Restait encore ici et là un vestige d’intention dans le geste. 
Puis l’étreinte, aussi. Un fol espoir voulait que nouveau jeu du rapport social, abolition, révolution ?
Mais rien n’advint. 
Il y eu bien quelques fêtes, puis plus rien.  

Dans ce rien qui nous échoit, les frontières ne sont plus même pour décorer. Le contrôleur nulle part à surprendre. 
Pis encore : ce beau douanier, regard éteint, traînant sa mélancolie dans le silence des gares. Il fallait bien un an pour rompre la dynamique, finir sur l’ère, puis enfin : arrêter. Ne manque plus que quelques parachèvements, adieux, séparations, petite lessive. 
Tout sera bientôt prêt pour clore le banc !

Femme-valise

Formidable confusion du renouveau
Que reste-t-il ? S'il manquait un prétexte, les Personnel Logistics Coordinators le balaient d'un revers : Paris - Madrid - Las Palmas -Malabo - Addis Abeba, Paris. Ce qui vint à manquer alors ? 
 
I’m not your larder,
Jammy jars and mustard.
I’m not your dinner,
You soppy old custard.

Un jour tu reviendras mais je ne serai plus là.
Ni moi, ni toi, ni plus rien de nos désirs, de nos idées. Le soleil même, pis les passants : pas mieux. Toute lumière abolie. Un retour comme frappé deux fois, qui sera aussi départ, disparition… Bonjour les repères, nul repère ! Je n’ai jamais été ton cellier, moins encore cette créature poétique fantasmée [elle crache].
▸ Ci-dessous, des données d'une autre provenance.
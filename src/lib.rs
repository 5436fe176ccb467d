pub mod adapters;
pub mod config;
pub mod domain;
pub mod engine;
pub mod utils;

pub use adapters::gemini::GeminiClient;
pub use config::GeoConfig;
pub use domain::model::{Coordinate, CorrectionMethod, CorrectionResult, PoiStatus, PoiVerdict};
pub use engine::inference::InferenceEngine;
pub use engine::model_store::ModelStore;
pub use engine::refinement::{RefinementLoop, RefinementRequest, RefinementStatus};
pub use utils::error::{GeoError, Result};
Avoue qu’être une chose, dire son contraire
Avoue que dire l’inverse, penser tout
Amertume, douce amie, très ancien sentiment... Double départ, donc, celui qui promet bel horizon et garanti l’inflexion, point de rupture d’avec l’habitude, ce commun mal acquis

La valise bien pliée ne prend plus aucune place dans l’existence, devient bientôt un vide que ni les mots, ni les prétextes ne parviendront à combler. 
A ce retour, nul commun ! 

dimanche 8 mars 2020

AF705 - 8 mars : premiers symptômes

Mankono
Tu viendras à Mankono, petit bonhomme. Plus grand que toi y a ravi sa vie, futé voleur qui s’en défend. Plus grande que toi est restée là, en déshérence d'un petit abandon coupable. Te concernant, néant : tout reste à définir.  
Au Placali-café, chez Omonon Bete, tu prendras le poisson grillé. Inutile de t’y attarder ou d’y revenir. C'est là juste une étape nécessaire au récit. Un marqueur de présence. Un porteur pour la fièvre. Une carne qui magnifiera le symbole…
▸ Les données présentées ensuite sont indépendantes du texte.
use crate::domain::model::{Anchor, Coordinate};
use crate::utils::error::{GeoError, Result};
use serde::Deserialize;
use std::path::Path;

#[derive(Debug, Deserialize)]
struct AnchorRow {
    #[serde(default)]
    name: Option<String>,
    vw_lat: f64,
    vw_lng: f64,
}

/// 讀取錨點 CSV（欄位 `vw_lat`, `vw_lng`，`name` 可省略）
pub fn load_anchor_csv(path: impl AsRef<Path>) -> Result<Vec<Anchor>> {
    let path = path.as_ref();
    let mut reader = csv::Reader::from_path(path)?;

    let mut anchors = Vec::new();
    for (index, row) in reader.deserialize::<AnchorRow>().enumerate() {
        let row = row?;
        let name = row
            .name
            .filter(|n| !n.trim().is_empty())
            .unwrap_or_else(|| format!("anchor-{}", index + 1));
        anchors.push(Anchor::new(name, Coordinate::new(row.vw_lat, row.vw_lng)?));
    }

    if anchors.is_empty() {
        return Err(GeoError::EmptyInput {
            what: format!("anchor file {}", path.display()),
        });
    }

    tracing::info!("📌 Loaded {} anchors from {}", anchors.len(), path.display());
    Ok(anchors)
}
De lointaines racines sont éparpillées là, petites fleurs blanches, richesse de la nation. De plus petites encore, petites comme des souvenirs, petites comme des ombres, feront travail de galerie dans ce symbole. A toi les fièvres. Rêves de vieux chromos familiaux, crampes d’estomac. Mankono est un corps qui souffre.


Marc
A ce moment ce n’était encore qu’une grippe chinoise. Le monde continuait rond son petit délire de chemin. Hommes. Navires. Tout ça. Rond. Sans anicroche. 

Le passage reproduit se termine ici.